#  > 【月之花海】獸迷、毛毛、Furry討論區 >  > 幻想森林 >  > [資料] 何謂奮利斯(芬里爾)

## 那岐

魔狼奮利斯的被縛

　　奮利斯常給諸神帶來各種各樣的災禍，因此，諸神決定無論如何都要把牠縛住。



　　他們用經過托爾鍛冶了九天九夜的鐵鎖鏈，鎖住了奮利斯，這鐵鏈非常沉重，諸神抬起來的時候都會左右幌動。但是這匹狼只是奮力一跳，就輕輕鬆鬆地掙脫出來。諸神已經無計可施，只得向居住在大地底層的侏儒國---「斯華特海姆」(Svartheim)的侏儒們求助。



　　斯華特海姆的侏儒們承了奧丁之命，用六種罕有之物---貓的腳步、女人的鬍鬚、石頭的根、魚的氣息、熊的感覺和鳥的唾液[燕窩?]---製成了咒咀的鎖鏈，這鎖鏈名叫「克雷普尼爾」(Gleipnir)，質地像絲絹一樣柔軟平滑。

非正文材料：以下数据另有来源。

//! Final record types and batch assembly.

use std::collections::BTreeMap;
use std::fmt;

use serde::Serialize;
use serde_json::json;

use crate::parser::extract::{self, SpellFields};
use crate::parser::normalize;
use crate::parser::segment::RawSpellBlock;

#[derive(Debug, Clone, Copy, PartialEq, Eq, Serialize)]
pub enum FailureKind {
    Segmentation,
    Extraction,
    DuplicateName,
}

impl fmt::Display for FailureKind {
    fn fmt(&self, f: &mut fmt::Formatter<'_>) -> fmt::Result {
        let s = match self {
            FailureKind::Segmentation => "segmentation",
            FailureKind::Extraction => "extraction",
            FailureKind::DuplicateName => "duplicate name",
        };
        f.write_str(s)
    }
}

/// A caught per-spell error with enough context to diagnose it later.
/// Failures are data, never control flow: the batch always continues.
#[derive(Debug, Clone, Serialize)]
pub struct FailureRecord {
    pub kind: FailureKind,
    pub spell: Option<String>,
    pub error: String,
    pub context: serde_json::Value,
}

impl FailureRecord {
    pub fn segmentation(error: impl Into<String>, context: serde_json::Value) -> Self {
        Self {
            kind: FailureKind::Segmentation,
            spell: None,
            error: error.into(),
            context,
        }
    }
}

impl fmt::Display for FailureRecord {
    fn fmt(&self, f: &mut fmt::Formatter<'_>) -> fmt::Result {
        match &self.spell {
            Some(name) => write!(f, "[{}] {}: {}", self.kind, name, self.error)?,
            None => write!(f, "[{}] {}", self.kind, self.error)?,
        }
        let pretty = serde_json::to_string_pretty(&self.context).unwrap_or_default();
        write!(f, "\n{}", pretty)
    }
}

/// One fully parsed spell. `name` is normalized and unique per run.
#[derive(Debug, Clone, Serialize)]
pub struct SpellRecord {
    pub name: String,
    pub page: u32,
    pub fields: SpellFields,
}

/// Build the final record set from raw blocks. The unnamed leading
/// artifact is dropped; extraction failures and duplicate-name
/// replacements are appended to the segmenter's failure list.
pub fn assemble(
    blocks: Vec<RawSpellBlock>,
    mut failures: Vec<FailureRecord>,
) -> (BTreeMap<String, SpellRecord>, Vec<FailureRecord>) {
    let mut spells = BTreeMap::new();

    for block in blocks {
        let Some(raw_name) = block
            .name
            .as_deref()
            .map(str::trim)
            .filter(|n| !n.is_empty())
        else {
            continue;
        };
        let name = normalize::title_case(&normalize::dehyphenate(raw_name));

        let mut fields = SpellFields::default();
        if let Err(e) = extract::extract_into(&block.lines.join("\n"), &mut fields) {
            failures.push(FailureRecord {
                kind: FailureKind::Extraction,
                spell: Some(name),
                error: e.to_string(),
                context: json!({ "lines": block.lines, "fields": fields }),
            });
            continue;
        }

        let record = SpellRecord {
            name: name.clone(),
            page: block.page,
            fields,
        };
        if let Some(replaced) = spells.insert(name.clone(), record) {
            failures.push(FailureRecord {
                kind: FailureKind::DuplicateName,
                spell: Some(name),
                error: "duplicate spell name; earlier entry replaced".into(),
                context: json!({ "replaced_page": replaced.page }),
            });
        }
    }

    (spells, failures)
}

// ── Tests ──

當諸神拿著這柔軟的鎖鏈來到魔狼奮利斯的身邊時，狼對這鎖鏈十分疑懼，拒絕受縛。這鎖鏈看起來很美麗，但似乎有一種咒力。



　　諸神盡力哄騙奮利斯，對他說:「沒什麼，我們只不過想用根細鎖鏈試試你那無的怪力。」同時為了要煸起狼的傲慢的心理，故意說:「你不是已經兩次掙脫托爾鍛冶的鐵鏈了嗎?為什麼對這根細鎖鏈這麼害怕?」經過再三勸說激勵之後，奮利斯終於答應受縛，可是牠提出一個條件:「必需有一位神把手放入我的口中，來保證我的安全，否則，我不願受縛。」



　　諸神看著奮利斯口中那兩尖銳如刃的利齒，大家都沉默不語。奧丁看著托爾，托爾看著布拉奇，布拉奇看著福雷爾，諸神面面相覷，沒有一人開口。---最後，還是狄爾向前跨出一步，把他那結實的手腕放進奮利斯的口中。



　　奮利斯也就這細柔的鎖鏈永遠束縛在一塊巨石上。牠恐懼極了，用盡全身的力量掙扎、跳躍，但無論如何都不能把這條鎖鏈掙斷，這是魔法的鎖鏈。

　　魔狼兇暴的眼神中，露出哀求的神情，求諸神打開鎖鏈，但諸神一個個都目光移開。於是，絕望的奮利斯用那比劍還銳利的牙齒咬斷了狄爾的手腕。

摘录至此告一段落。